In the course of my current project, I have identified two cancer stem cell populations in squamous cell carcinoma (SCC). One has an epithelial phenotype and a CD44highESAhigh marker profile, and the other has a more mesenchymal phenotype and a CD44highESAlow marker profile. Cells are able to switch in both directions between these two phenotypes through the processes of epithelial-to-mesenchymal transition (EMT) and mesenchymal-to-epithelial transition (MET). The epithelial phenotype exhibits much faster growth and the mesenchymal phenotype has greatly enhanced invasive capacity. Importantly, the results obtained in vitro were reproducible using an in vivo transplantation system, with the only difference being that the in vivo murine system is inferior in terms of the amount of useful information generated about the cell types under investigation.I also now have evidence to demonstrate that both the epithelial and mesenchymal cancer stem cell phenotypes exhibit therapeutic resistance, but differences in their responses to individual drugs suggests differing underlying mechanisms of therapeutic resistance.

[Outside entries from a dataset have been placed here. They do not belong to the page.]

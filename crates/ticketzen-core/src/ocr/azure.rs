//! Azure Document Intelligence backend
//!
//! Posts the document to each API route in fallback order and normalizes the
//! first non-empty response with that route's schema variant. A route that
//! errors, times out or answers with a non-2xx status is skipped.

use std::fs;
use std::path::Path;

use async_trait::async_trait;
use reqwest::header::CONTENT_TYPE;
use reqwest::Client;
use serde_json::Value;
use tracing::{debug, info, warn};

use crate::config::OcrConfig;
use crate::error::{Error, Result};
use crate::models::{CanonicalOcrResult, Route};

use super::normalize::normalize;
use super::OcrBackend;

/// Header carrying the subscription key
pub const KEY_HEADER: &str = "Ocp-Apim-Subscription-Key";

/// Debug artifact holding the last normalized result
pub const DEBUG_RESULT_FILE: &str = "last_azure.json";
/// Debug artifact holding the last result's line metadata
pub const DEBUG_META_FILE: &str = "last_azure_meta.json";

/// Azure backend with route fallback
#[derive(Clone)]
pub struct AzureBackend {
    http_client: Client,
    config: OcrConfig,
}

impl AzureBackend {
    /// Create a backend; the configured timeout bounds every request
    pub fn new(config: &OcrConfig) -> Result<Self> {
        let http_client = Client::builder().timeout(config.timeout).build()?;
        Ok(Self {
            http_client,
            config: config.clone(),
        })
    }

    /// Full request URL for a route
    pub fn url_for(&self, route: Route) -> String {
        let path = route.api_path(self.config.api_version_for(route));
        format!(
            "{}/{}",
            self.config.endpoint.trim_end_matches('/'),
            path.trim_start_matches('/')
        )
    }

    async fn request(&self, route: Route, content: &[u8], content_type: &str) -> Result<Value> {
        let response = self
            .http_client
            .post(self.url_for(route))
            .header(KEY_HEADER, &self.config.key)
            .header(CONTENT_TYPE, content_type)
            .body(content.to_vec())
            .send()
            .await?;

        let status = response.status();
        if !status.is_success() {
            return Err(Error::Upstream(format!(
                "{} returned HTTP {}",
                route,
                status.as_u16()
            )));
        }

        Ok(response.json().await?)
    }

    /// Try every route in order; never fails
    pub async fn analyze_document(&self, content: &[u8], content_type: &str) -> CanonicalOcrResult {
        for route in Route::fallback_order(self.config.route) {
            let api_version = self.config.api_version_for(route);
            debug!(route = %route, api_version, "Trying OCR route");

            match self.request(route, content, content_type).await {
                Ok(response) if !is_empty_response(&response) => {
                    let mut result = normalize(&response, route.schema_variant());
                    result.warnings.push(format!("azure_route={}", route));
                    result.warnings.push(format!("azure_api={}", api_version));
                    info!(route = %route, lines = result.meta.lines.len(), "OCR route succeeded");
                    self.save_debug(&result);
                    return result;
                }
                Ok(_) => warn!(route = %route, "OCR route returned an empty response"),
                Err(e) => warn!(route = %route, error = %e, "OCR request failed"),
            }
        }

        warn!("All OCR routes failed");
        let result = CanonicalOcrResult::all_failed();
        self.save_debug(&result);
        result
    }

    fn save_debug(&self, result: &CanonicalOcrResult) {
        if let Err(e) = write_debug_artifacts(&self.config.debug_dir, result) {
            warn!(dir = %self.config.debug_dir.display(), error = %e, "Failed to write OCR debug artifacts");
        }
    }
}

#[async_trait]
impl OcrBackend for AzureBackend {
    async fn analyze(&self, content: &[u8], content_type: &str) -> Result<CanonicalOcrResult> {
        Ok(self.analyze_document(content, content_type).await)
    }

    fn vendor(&self) -> &str {
        &self.config.vendor
    }

    fn host(&self) -> &str {
        &self.config.endpoint
    }
}

/// Null, false, empty string, empty array or empty object
fn is_empty_response(value: &Value) -> bool {
    match value {
        Value::Null => true,
        Value::Bool(b) => !b,
        Value::String(s) => s.is_empty(),
        Value::Array(a) => a.is_empty(),
        Value::Object(o) => o.is_empty(),
        Value::Number(_) => false,
    }
}

/// Write the result and its line metadata as pretty JSON into `dir`
pub fn write_debug_artifacts(dir: &Path, result: &CanonicalOcrResult) -> Result<()> {
    fs::create_dir_all(dir)?;
    fs::write(
        dir.join(DEBUG_RESULT_FILE),
        serde_json::to_string_pretty(result)?,
    )?;
    fs::write(
        dir.join(DEBUG_META_FILE),
        serde_json::to_string_pretty(&result.meta)?,
    )?;
    Ok(())
}

#[cfg(test)]
mod tests {
    use super::*;
    use crate::models::OcrFields;
    use serde_json::json;

    fn config(endpoint: &str) -> OcrConfig {
        OcrConfig {
            endpoint: endpoint.to_string(),
            key: "secret".to_string(),
            ..Default::default()
        }
    }

    #[test]
    fn test_url_for_routes() {
        let backend = AzureBackend::new(&config("https://tz.example.com/")).unwrap();
        assert_eq!(
            backend.url_for(Route::FormRecognizerV21),
            "https://tz.example.com/formrecognizer/v2.1/prebuilt/receipt/analyze?includeTextDetails=true"
        );
        assert_eq!(
            backend.url_for(Route::DocumentIntelligence),
            "https://tz.example.com/documentintelligence/documentModels/prebuilt-receipt:analyze?api-version=2024-07-31"
        );
    }

    #[test]
    fn test_empty_responses() {
        assert!(is_empty_response(&json!(null)));
        assert!(is_empty_response(&json!({})));
        assert!(is_empty_response(&json!([])));
        assert!(is_empty_response(&json!("")));
        assert!(!is_empty_response(&json!({"status": "succeeded"})));
    }

    #[test]
    fn test_write_debug_artifacts() {
        let dir = tempfile::tempdir().unwrap();
        let result = CanonicalOcrResult {
            fields: OcrFields {
                merchant: Some("Intermarché".into()),
                ..Default::default()
            },
            ..Default::default()
        };
        write_debug_artifacts(dir.path(), &result).unwrap();

        let written = fs::read_to_string(dir.path().join(DEBUG_RESULT_FILE)).unwrap();
        assert!(written.contains("Intermarché"));
        assert!(written.contains('\n'));
        let meta: Value =
            serde_json::from_str(&fs::read_to_string(dir.path().join(DEBUG_META_FILE)).unwrap())
                .unwrap();
        assert_eq!(meta, json!({"lines": []}));
    }

    #[test]
    fn test_write_debug_artifacts_into_file_fails() {
        let file = tempfile::NamedTempFile::new().unwrap();
        assert!(write_debug_artifacts(file.path(), &CanonicalOcrResult::all_failed()).is_err());
    }

    #[tokio::test]
    async fn test_unreachable_endpoint_yields_all_failed() {
        let dir = tempfile::tempdir().unwrap();
        let mut cfg = config("http://127.0.0.1:9");
        cfg.debug_dir = dir.path().to_path_buf();
        cfg.timeout = std::time::Duration::from_secs(2);

        let backend = AzureBackend::new(&cfg).unwrap();
        let result = backend.analyze_document(b"jpeg", "image/jpeg").await;
        assert_eq!(result.warnings, vec!["azure_all_failed"]);
        assert!(dir.path().join(DEBUG_RESULT_FILE).exists());
    }
}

Therefore, new methods of targeting both phenotypes are required in order to develop therapies that clear all malignant cells and thus prevent tumour recurrence. I aim to develop an in vitro cell line model that enables high-throughput testing of compounds for their ability to target both cancer stem cell thenotypes. I will also use this model to assess the mechanisms of therapeutic resistance. In addition to work using cell lines, I will develop in vitro assays on fresh tumour specimens to enable comparison with data gained using cell lines and thus provide evidence that cell lines are a relevant model for therapeutic development.
O'Brien-Ball C and Biddle A (2017). Reprogramming to developmental plasticity in cancer stem cells. Developmental biology 430(2):266-74. doi: 10.1016/j.ydbio.2017.07.025
Biddle A et al. (2016) Phenotypic Plasticity Determines Cancer Stem Cell Therapeutic Resistance in Oral Squamous Cell Carcinoma. EBioMedicine 4:138–145
Gemenetzidis E et al. (2015). Invasive oral cancer stem cells display resistance to ionising radiation. Oncotarget 6(41):43964-77. doi: 10.18632/oncotarget.6268
Shigeishi H et al. (2015). Elevation in 5-FU-induced apoptosis in head and neck cancer stem cells by a combination of CDHP and GSK3β inhibitors. J Oral Pathol Med 44:201– 207. doi: 10.1111/jop.12230
Vig N et al. (2015). Phenotypic plasticity and epithelial-to-mesenchymal transition in the behaviour and therapeutic response of oral squamous cell carcinoma. J Oral Pathol Med 44(9):649-55. doi: 10.1111/jop.12306
Biddle A et al. (2013) CD44 staining of cancer stem-like cells is influenced by down-regulation of CD44 variant isoforms and up-regulation of the standard CD44 isoform in the population of cells that have undergone epithelial-to-mesenchymal transition. PLoS One 8(2):e57314. doi: 10.1371/journal.pone.0057314.